Governo aprova extensão de apoio extraordinário para as famílias mais vulneráveis. Pagamento será feito em julho e agosto

O Governo, reunido em Conselho de Ministros, aprovou esta quinta-feira o prolongamento do apoio extraordinário de 60 euros, que será pago às famílias mais vulneráveis nos meses de julho e agosto

Em conferência de imprensa após a reunião, a ministra do Trabalho, Ana Mendes Godinho, explicou que foi aprovada “uma nova versão do apoio extraordinário para a mitigação dos efeitos do aumento do preço dos bens alimentares”.

Assim, foi “replicada a medida que já tinha sido criada e que foi paga nos meses de abril e maio”, anunciou a governante, adiantando que esta “voltará a ser aplicada exatamente nos mesmos moldes”.

“Será pago em julho o apoio de 60 euros aos beneficiários da tarifa social de energia e no mês de agosto aos beneficiários de prestações sociais mínimas que não tenham sido abrangidos pelo apoio de julho”, explicou Ana Mendes Godinho. 

A estimativa da governante, é que a medida vá abranger “exatamente o mesmo número de agregados que abrangeu nos meses de abril e maio”, ou seja, “um milhão e setenta mil agregados no total dos meses de julho e agosto”.

Adicionalmente, a ministra revelou ainda que “foi aprovada a prorrogação do regime complementar de diferimento das obrigações fiscais para o segundo semestre de 2022”.

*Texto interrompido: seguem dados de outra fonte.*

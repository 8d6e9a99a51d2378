pub mod retry;

use anyhow::{Context, Result};
use config::{Environment, File, FileFormat, Map};
use std::path::Path;
use tracing::info;

use crate::models::common::{Config, ZKSYNC_MAINNET_RPC_URL};

/// Loads `file_name` relative to the crate root. The file is optional. Any key can be
/// overridden from the environment: `ZKSYNC_RECEIPTS_RPC_URL`, with `__` between nested
/// keys (`ZKSYNC_RECEIPTS_RETRY__MAX_ATTEMPTS`).
pub fn load_config<P: AsRef<Path>>(file_name: P) -> Result<Config> {
    build_config(file_name.as_ref(), None)
}

fn build_config(file_name: &Path, env: Option<Map<String, String>>) -> Result<Config> {
    // Build the path to the config file
    let manifest_dir = env!("CARGO_MANIFEST_DIR").to_string();
    let config_path = Path::new(&manifest_dir).join(file_name);
    info!("Config path: {}", config_path.to_string_lossy());

    let settings = config::Config::builder()
        .set_default("chain_name", "zksync_era")?
        .set_default("rpc_url", ZKSYNC_MAINNET_RPC_URL)?
        .add_source(
            File::from(config_path.as_path())
                .format(FileFormat::Yaml)
                .required(false),
        )
        .add_source(
            Environment::with_prefix("ZKSYNC_RECEIPTS")
                .prefix_separator("_")
                .separator("__")
                .try_parsing(true)
                .source(env),
        )
        .build()
        .context("failed to read config")?;

    let mut config: Config = settings
        .try_deserialize()
        .context("failed to parse config")?;

    // Convert hyphens to underscores in the chain name
    config.chain_name = config.chain_name.replace('-', "_");

    Ok(config)
}

/// Gateways in front of RPC nodes answer outages with an HTML page, which then ends up in
/// the transport error. Keeps the first line of plain text from such a page.
fn strip_html(error: &str) -> String {
    let lowered = error.to_ascii_lowercase();
    if !lowered.contains("<html") && !lowered.contains("<!doctype") {
        return error.to_string();
    }

    error
        .lines()
        .map(str::trim)
        .find(|line| !line.is_empty() && !line.starts_with('<') && !line.ends_with('>'))
        .unwrap_or(error)
        .to_string()
}
use alloy_primitives::B256;
use serde_json::Value;
use thiserror::Error;

/// Broad classification of a [`FormatError`], mirroring the error codes JSON-RPC
/// client libraries attach to data validation failures.
#[derive(Debug, Clone, Copy, PartialEq, Eq)]
pub enum ErrorKind {
    InvalidArgument,
    NumericFault,
    BadData,
}

#[derive(Error, Debug)]
pub enum FormatError {
    #[error("{reason} (value={value})")]
    InvalidArgument { reason: String, value: Value },
    #[error("overflow (value={value})")]
    Overflow { value: Value },
    #[error("not an array")]
    NotAnArray { value: Value },
    #[error("not an object")]
    NotAnObject { value: Value },
    /// Raised by the object mapper when one of its fields fails. `value` is the whole raw
    /// record the field was read from.
    #[error("invalid value for value.{field} ({source})")]
    BadData {
        field: String,
        source: Box<FormatError>,
        value: Box<Value>,
    },
}

impl FormatError {
    pub fn invalid_argument(reason: impl Into<String>, value: &Value) -> Self {
        Self::InvalidArgument {
            reason: reason.into(),
            value: value.clone(),
        }
    }

    pub fn kind(&self) -> ErrorKind {
        match self {
            Self::Overflow { .. } => ErrorKind::NumericFault,
            Self::BadData { .. } => ErrorKind::BadData,
            Self::InvalidArgument { .. } | Self::NotAnArray { .. } | Self::NotAnObject { .. } => {
                ErrorKind::InvalidArgument
            }
        }
    }

    /// Dotted path of the fields that led to the innermost failure, e.g. `logs.topics`.
    /// Empty for errors raised outside an object mapper.
    pub fn field_path(&self) -> String {
        let mut path = Vec::new();
        let mut current = self;
        while let Self::BadData { field, source, .. } = current {
            path.push(field.as_str());
            current = source;
        }
        path.join(".")
    }

    /// The innermost error, below every `BadData` layer.
    pub fn root_cause(&self) -> &FormatError {
        match self {
            Self::BadData { source, .. } => source.root_cause(),
            other => other,
        }
    }

    /// The raw value the error was raised for. For `BadData` this is the whole record.
    pub fn value(&self) -> &Value {
        match self {
            Self::InvalidArgument { value, .. }
            | Self::Overflow { value }
            | Self::NotAnArray { value }
            | Self::NotAnObject { value } => value,
            Self::BadData { value, .. } => value.as_ref(),
        }
    }
}

#[derive(Error, Debug)]
pub enum ProviderError {
    #[error("Invalid receipt for transaction {hash}: {source}")]
    InvalidReceipt {
        hash: B256,
        #[source]
        source: FormatError,
    },
    /// The node answered with a JSON-RPC error. Sending the same request again gives the
    /// same answer.
    #[error("{method} rejected by node (code {code}): {message}")]
    Rpc {
        method: &'static str,
        code: i64,
        message: String,
    },
}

Já na fase de perguntas e respostas, a responsável foi questionada sobre o facto de o primeiro-ministro, António Costa, ter referido que o apoio seria prorrogado por três meses e agora apenas terem sido mencionados dois.

Ana Mendes Godinho respondeu: “Esta medida replica exatamente o modelo criado para pagamento nos meses de abril e maio e foi calculada em função do aumento diferencial do preço dos bens alimentares, ou seja, para três meses”.

“Estes 60 euros foram calculados com base nos três meses, exatamente à semelhança do que tinha sido feito. Serão replicados em julho e agosto e calculados agora em função do valor de cobertura de três meses”, acrescentou.

Assim, insistiu, “os três meses referem-se ao período a que este apoio corresponde, ele é feito para cobrir três meses em função do aumento do cabaz”.

No que diz respeito ao peso deste reforço para o Estado, Ana Mendes Godinho afirmou que “a previsão que temos é que signifique 64 milhões de euros“.

Mas quem está abrangido pela medida ao certo?

São as os beneficiários da tarifa social de energia e todos os beneficiários de prestações sociais mínimas, ou seja: as pessoas que recebem abono de família, complemento solidário para idosos, RSI, subsídio social de desemprego, subsidio de desemprego, pensão social por invalidez e pensão de velhice.

“Além deste universo, ainda se incluem as pessoas que têm rendimentos baixos para efeitos de IRS e que beneficiam da tarifa social de energia”, acrescenta a governante, num total 1,7 milhões de pessoas.

E como é pago?

“É pago da forma que as pessoas tiverem referenciado na Segurança Social: se tiverem IBAN é feito por transferência, se não é feito através de cheque. É automático, não precisa de pedido”, segundo Ana Mendes Godinho.

Medida começou em abril

O apoio extraordinário foi anunciado em março e pago pela primeira vez em abril a mais de 762 mil famílias e, em maio, a medida foi alargada, abrangendo mais 280 mil agregados familiares, totalizando assim mais de um milhão de beneficiários.

No primeiro mês da sua aplicação, em abril, o apoio abrangeu apenas as famílias beneficiárias da tarifa social de eletricidade e em maio foi alargada aos beneficiários de prestações sociais mínimas não abrangidos pela tarifa social.

O valor do apoio extraordinário é de 60 euros por agregado familiar e é pago de uma só vez, sendo a sua atribuição pela Segurança Social automática.

O apoio extraordinário tem com o objetivo de compensar o aumento nos preços dos bens alimentares de primeira necessidade, devido ao conflito na Ucrânia.